Ebola Clinics in Liberia Are So Full They’re Turning People Away

Sunday, September 28, 2014
By Paul Martin

RYOT.org
Sept. 28, 2014

MONROVIA, Liberia (AP) — Doctors are in short supply. So are beds for patients. Six months into the world’s worst-ever Ebola outbreak, and the first to happen in an unprepared West Africa, the gap between what has been sent by other countries and private groups and what is needed is huge.

Even as countries try to marshal more resources, those needs threaten to become much greater, and possibly even insurmountable.

Fourteen-year-old D.J. Mulbah was taken by his mother and grandmother on Saturday in desperate pursuit of a coveted bed at the Ebola clinic run by Doctors Without Borders in Monrovia, Liberia’s capital. Too weak to stand, he was put into a taxi with his backpack and a bucket for vomit. Now he lay on the dirt beside the worried women.

“He’s been sick for a week with a runny stomach,” said his mother, wiping the sweat off the boy’s brow with her bare hands. “We tried calling an ambulance days ago but nobody ever came.”

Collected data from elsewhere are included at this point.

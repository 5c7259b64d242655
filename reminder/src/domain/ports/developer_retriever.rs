//! Driven port for the time-tracking service.
//!
//! The domain owns the period and developer shapes so the late-developer rule
//! stays adapter-agnostic.

use async_trait::async_trait;
use chrono::NaiveDate;

use super::define_port_error;

/// Inclusive date range a timesheet is evaluated over.
#[derive(Debug, Clone, Copy, PartialEq, Eq)]
pub struct TimesheetPeriod {
    /// First day of the period.
    pub from: NaiveDate,
    /// Last day of the period, inclusive.
    pub to: NaiveDate,
}

/// Time-tracking identity plus the hours logged for one period.
#[derive(Debug, Clone, PartialEq)]
pub struct Developer {
    /// Time-tracking user identifier.
    pub id: u64,
    /// Given name.
    pub first_name: String,
    /// Family name.
    pub last_name: String,
    /// Email address, matched against the chat roster.
    pub email: String,
    /// Whether the time-tracking account is active.
    pub is_active: bool,
    /// Hours logged within the requested period.
    pub logged_hours: f64,
}

impl Developer {
    /// Return whether any time was logged for the period.
    pub fn has_submitted(&self) -> bool {
        self.logged_hours > 0.0
    }
}

define_port_error! {
    /// Errors surfaced while calling the time-tracking service.
    pub enum DeveloperRetrieverError {
        /// Network transport failed or the service answered a non-success
        /// HTTP status.
        Transport { message: String } =>
            "time tracking transport failed: {message}",
        /// The call exceeded the client timeout.
        Timeout { message: String } =>
            "time tracking timeout: {message}",
        /// The response body could not be decoded.
        Decode { message: String } =>
            "time tracking response decode failed: {message}",
    }
}

/// Port for retrieving developers and their timesheet status.
#[cfg_attr(test, mockall::automock)]
#[async_trait]
pub trait DeveloperRetriever: Send + Sync {
    /// Return every developer with hours logged over `period`.
    async fn retrieve_developers(
        &self,
        period: &TimesheetPeriod,
    ) -> Result<Vec<Developer>, DeveloperRetrieverError>;
}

Beds are filling up as fast as clinics can be built. Ambulance sirens blare through standstill traffic. Often there is nowhere to take the sick except to “holding centers” where they await a bed at an Ebola treatment facility.

By 8 a.m. a dozen people who likely have Ebola are crouching and sitting on the ground outside the padlocked metal gates of a facility with a capacity of 160 patients. Soon a triage nurse approaches, her voice muffled through a surgical mask covered by a plastic face shield. The clinic will take the boy. D.J. manages a faint smile. Seven of the 30 beds made available Saturday morning were vacated by survivors. The rest had died.